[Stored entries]
◆ ◆ ◆ ◆ ◆ ◆ ◆

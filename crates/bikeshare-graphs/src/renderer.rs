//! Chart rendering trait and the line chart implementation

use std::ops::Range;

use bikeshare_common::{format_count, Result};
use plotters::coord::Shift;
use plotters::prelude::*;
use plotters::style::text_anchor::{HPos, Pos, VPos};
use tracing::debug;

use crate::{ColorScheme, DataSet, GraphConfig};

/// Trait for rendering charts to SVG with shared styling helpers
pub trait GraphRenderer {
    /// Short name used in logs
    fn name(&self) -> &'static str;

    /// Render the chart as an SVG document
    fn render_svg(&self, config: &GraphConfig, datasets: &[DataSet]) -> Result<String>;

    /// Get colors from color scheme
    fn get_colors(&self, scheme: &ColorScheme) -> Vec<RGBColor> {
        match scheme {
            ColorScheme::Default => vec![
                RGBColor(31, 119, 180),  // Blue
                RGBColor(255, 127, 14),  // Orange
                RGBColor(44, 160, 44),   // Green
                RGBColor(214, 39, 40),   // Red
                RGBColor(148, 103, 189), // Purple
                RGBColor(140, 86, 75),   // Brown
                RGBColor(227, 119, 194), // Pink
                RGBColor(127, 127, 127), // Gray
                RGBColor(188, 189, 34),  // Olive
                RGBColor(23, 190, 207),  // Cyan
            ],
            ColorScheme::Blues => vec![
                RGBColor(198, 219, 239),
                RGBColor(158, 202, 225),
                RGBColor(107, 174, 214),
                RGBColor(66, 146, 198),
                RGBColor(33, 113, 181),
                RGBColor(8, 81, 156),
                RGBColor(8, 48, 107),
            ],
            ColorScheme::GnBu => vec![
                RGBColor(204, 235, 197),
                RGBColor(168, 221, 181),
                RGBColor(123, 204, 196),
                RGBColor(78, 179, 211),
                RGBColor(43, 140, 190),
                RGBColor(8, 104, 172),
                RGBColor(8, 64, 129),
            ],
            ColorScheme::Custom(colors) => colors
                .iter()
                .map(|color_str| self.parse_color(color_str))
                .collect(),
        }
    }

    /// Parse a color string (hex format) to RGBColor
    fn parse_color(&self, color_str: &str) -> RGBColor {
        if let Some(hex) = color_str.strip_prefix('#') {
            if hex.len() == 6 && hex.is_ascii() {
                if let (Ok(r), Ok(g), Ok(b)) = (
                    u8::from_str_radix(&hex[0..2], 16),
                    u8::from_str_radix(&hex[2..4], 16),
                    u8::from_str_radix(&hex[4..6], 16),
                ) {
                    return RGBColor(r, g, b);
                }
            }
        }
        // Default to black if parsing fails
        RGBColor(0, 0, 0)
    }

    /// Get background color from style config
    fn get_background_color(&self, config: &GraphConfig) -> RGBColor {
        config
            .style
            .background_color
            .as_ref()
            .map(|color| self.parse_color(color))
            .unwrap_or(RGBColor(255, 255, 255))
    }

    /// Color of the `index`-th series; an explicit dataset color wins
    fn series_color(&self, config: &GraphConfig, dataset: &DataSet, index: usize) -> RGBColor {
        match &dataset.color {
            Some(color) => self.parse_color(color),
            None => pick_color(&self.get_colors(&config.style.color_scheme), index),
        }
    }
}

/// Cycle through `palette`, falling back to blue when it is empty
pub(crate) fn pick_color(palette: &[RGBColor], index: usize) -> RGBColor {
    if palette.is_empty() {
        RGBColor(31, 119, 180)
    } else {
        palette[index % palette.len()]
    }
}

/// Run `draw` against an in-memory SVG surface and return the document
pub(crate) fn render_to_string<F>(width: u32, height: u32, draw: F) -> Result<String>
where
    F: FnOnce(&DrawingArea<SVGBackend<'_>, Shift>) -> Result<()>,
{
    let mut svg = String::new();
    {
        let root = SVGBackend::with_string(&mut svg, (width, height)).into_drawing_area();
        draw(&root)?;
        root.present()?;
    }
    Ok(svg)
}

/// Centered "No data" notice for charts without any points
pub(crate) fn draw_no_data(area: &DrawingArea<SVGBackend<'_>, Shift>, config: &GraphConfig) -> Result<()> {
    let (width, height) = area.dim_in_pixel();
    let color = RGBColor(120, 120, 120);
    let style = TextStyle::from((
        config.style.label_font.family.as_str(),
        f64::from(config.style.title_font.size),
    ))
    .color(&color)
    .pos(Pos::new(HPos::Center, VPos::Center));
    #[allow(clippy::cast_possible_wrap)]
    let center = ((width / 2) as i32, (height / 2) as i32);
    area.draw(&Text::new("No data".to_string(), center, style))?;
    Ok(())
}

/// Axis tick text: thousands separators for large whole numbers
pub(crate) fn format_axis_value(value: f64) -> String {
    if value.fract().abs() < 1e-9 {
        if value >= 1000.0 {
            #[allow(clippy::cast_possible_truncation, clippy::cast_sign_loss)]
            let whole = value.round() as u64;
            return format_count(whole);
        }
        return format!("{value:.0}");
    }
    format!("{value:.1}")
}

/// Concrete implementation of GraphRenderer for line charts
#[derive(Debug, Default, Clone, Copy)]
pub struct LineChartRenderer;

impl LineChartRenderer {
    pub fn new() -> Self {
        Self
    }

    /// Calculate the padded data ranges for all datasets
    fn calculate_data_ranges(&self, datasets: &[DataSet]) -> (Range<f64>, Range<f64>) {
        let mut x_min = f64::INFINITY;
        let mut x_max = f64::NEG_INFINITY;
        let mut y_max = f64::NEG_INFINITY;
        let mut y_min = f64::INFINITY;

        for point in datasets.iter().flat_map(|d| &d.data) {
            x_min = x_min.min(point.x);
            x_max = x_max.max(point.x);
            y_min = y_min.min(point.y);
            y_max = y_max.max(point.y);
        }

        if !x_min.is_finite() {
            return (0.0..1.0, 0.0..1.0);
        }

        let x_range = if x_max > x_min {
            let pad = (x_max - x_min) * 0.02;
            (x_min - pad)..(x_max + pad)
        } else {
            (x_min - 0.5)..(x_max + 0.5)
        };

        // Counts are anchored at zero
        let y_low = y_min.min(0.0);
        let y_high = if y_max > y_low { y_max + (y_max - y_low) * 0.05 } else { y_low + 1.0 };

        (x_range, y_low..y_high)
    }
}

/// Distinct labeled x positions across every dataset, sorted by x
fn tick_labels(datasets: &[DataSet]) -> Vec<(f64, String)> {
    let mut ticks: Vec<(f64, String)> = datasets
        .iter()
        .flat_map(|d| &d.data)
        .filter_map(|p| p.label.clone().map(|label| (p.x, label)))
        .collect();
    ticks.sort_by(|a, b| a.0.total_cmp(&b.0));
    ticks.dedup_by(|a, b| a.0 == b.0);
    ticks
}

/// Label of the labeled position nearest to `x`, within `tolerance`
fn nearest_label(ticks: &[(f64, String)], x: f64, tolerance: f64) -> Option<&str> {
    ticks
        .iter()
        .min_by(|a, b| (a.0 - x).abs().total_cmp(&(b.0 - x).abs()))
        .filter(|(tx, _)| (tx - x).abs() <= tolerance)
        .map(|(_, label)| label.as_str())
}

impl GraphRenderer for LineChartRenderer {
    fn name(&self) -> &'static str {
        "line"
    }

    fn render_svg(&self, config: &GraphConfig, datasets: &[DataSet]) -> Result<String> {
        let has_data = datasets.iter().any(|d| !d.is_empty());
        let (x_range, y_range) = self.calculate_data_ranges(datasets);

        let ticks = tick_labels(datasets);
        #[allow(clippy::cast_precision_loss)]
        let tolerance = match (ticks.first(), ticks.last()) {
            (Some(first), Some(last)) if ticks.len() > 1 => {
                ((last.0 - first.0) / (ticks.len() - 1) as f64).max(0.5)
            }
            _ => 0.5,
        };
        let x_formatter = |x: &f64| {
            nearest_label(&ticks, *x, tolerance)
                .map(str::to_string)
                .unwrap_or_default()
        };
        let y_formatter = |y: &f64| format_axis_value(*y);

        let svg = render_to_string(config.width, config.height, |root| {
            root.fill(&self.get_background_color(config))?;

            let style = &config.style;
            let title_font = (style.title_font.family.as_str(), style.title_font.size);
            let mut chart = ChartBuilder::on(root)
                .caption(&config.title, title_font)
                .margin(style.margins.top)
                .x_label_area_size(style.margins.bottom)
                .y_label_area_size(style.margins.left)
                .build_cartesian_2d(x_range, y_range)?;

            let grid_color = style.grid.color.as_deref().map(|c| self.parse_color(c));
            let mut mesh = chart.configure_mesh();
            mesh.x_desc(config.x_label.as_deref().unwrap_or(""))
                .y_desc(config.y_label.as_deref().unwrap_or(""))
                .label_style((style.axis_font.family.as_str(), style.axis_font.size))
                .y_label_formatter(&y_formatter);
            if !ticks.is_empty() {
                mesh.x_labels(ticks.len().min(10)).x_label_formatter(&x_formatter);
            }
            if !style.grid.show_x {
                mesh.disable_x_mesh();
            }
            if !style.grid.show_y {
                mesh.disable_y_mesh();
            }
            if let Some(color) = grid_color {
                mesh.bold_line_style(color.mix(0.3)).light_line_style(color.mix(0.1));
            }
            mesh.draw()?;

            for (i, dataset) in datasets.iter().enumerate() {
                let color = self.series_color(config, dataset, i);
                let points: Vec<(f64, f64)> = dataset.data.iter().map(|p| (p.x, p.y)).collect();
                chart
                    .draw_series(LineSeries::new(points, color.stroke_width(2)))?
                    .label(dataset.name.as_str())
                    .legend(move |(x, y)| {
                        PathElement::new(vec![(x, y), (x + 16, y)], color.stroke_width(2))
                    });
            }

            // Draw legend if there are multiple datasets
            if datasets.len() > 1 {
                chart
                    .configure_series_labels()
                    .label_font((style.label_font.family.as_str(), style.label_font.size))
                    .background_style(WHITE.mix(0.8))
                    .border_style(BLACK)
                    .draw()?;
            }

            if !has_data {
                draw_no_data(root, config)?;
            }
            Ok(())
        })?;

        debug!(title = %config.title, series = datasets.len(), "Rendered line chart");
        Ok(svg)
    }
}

◆ ◆ ◆ ◆ ◆ ◆ ◆

For every line above with the word "points" in it, make a copy.

◆ OUTPUT FOR THIS EXERCISE:
/// Centered "No data" notice for charts without any points
                let points: Vec<(f64, f64)> = dataset.data.iter().map(|p| (p.x, p.y)).collect();
                    .draw_series(LineSeries::new(points, color.stroke_width(2)))?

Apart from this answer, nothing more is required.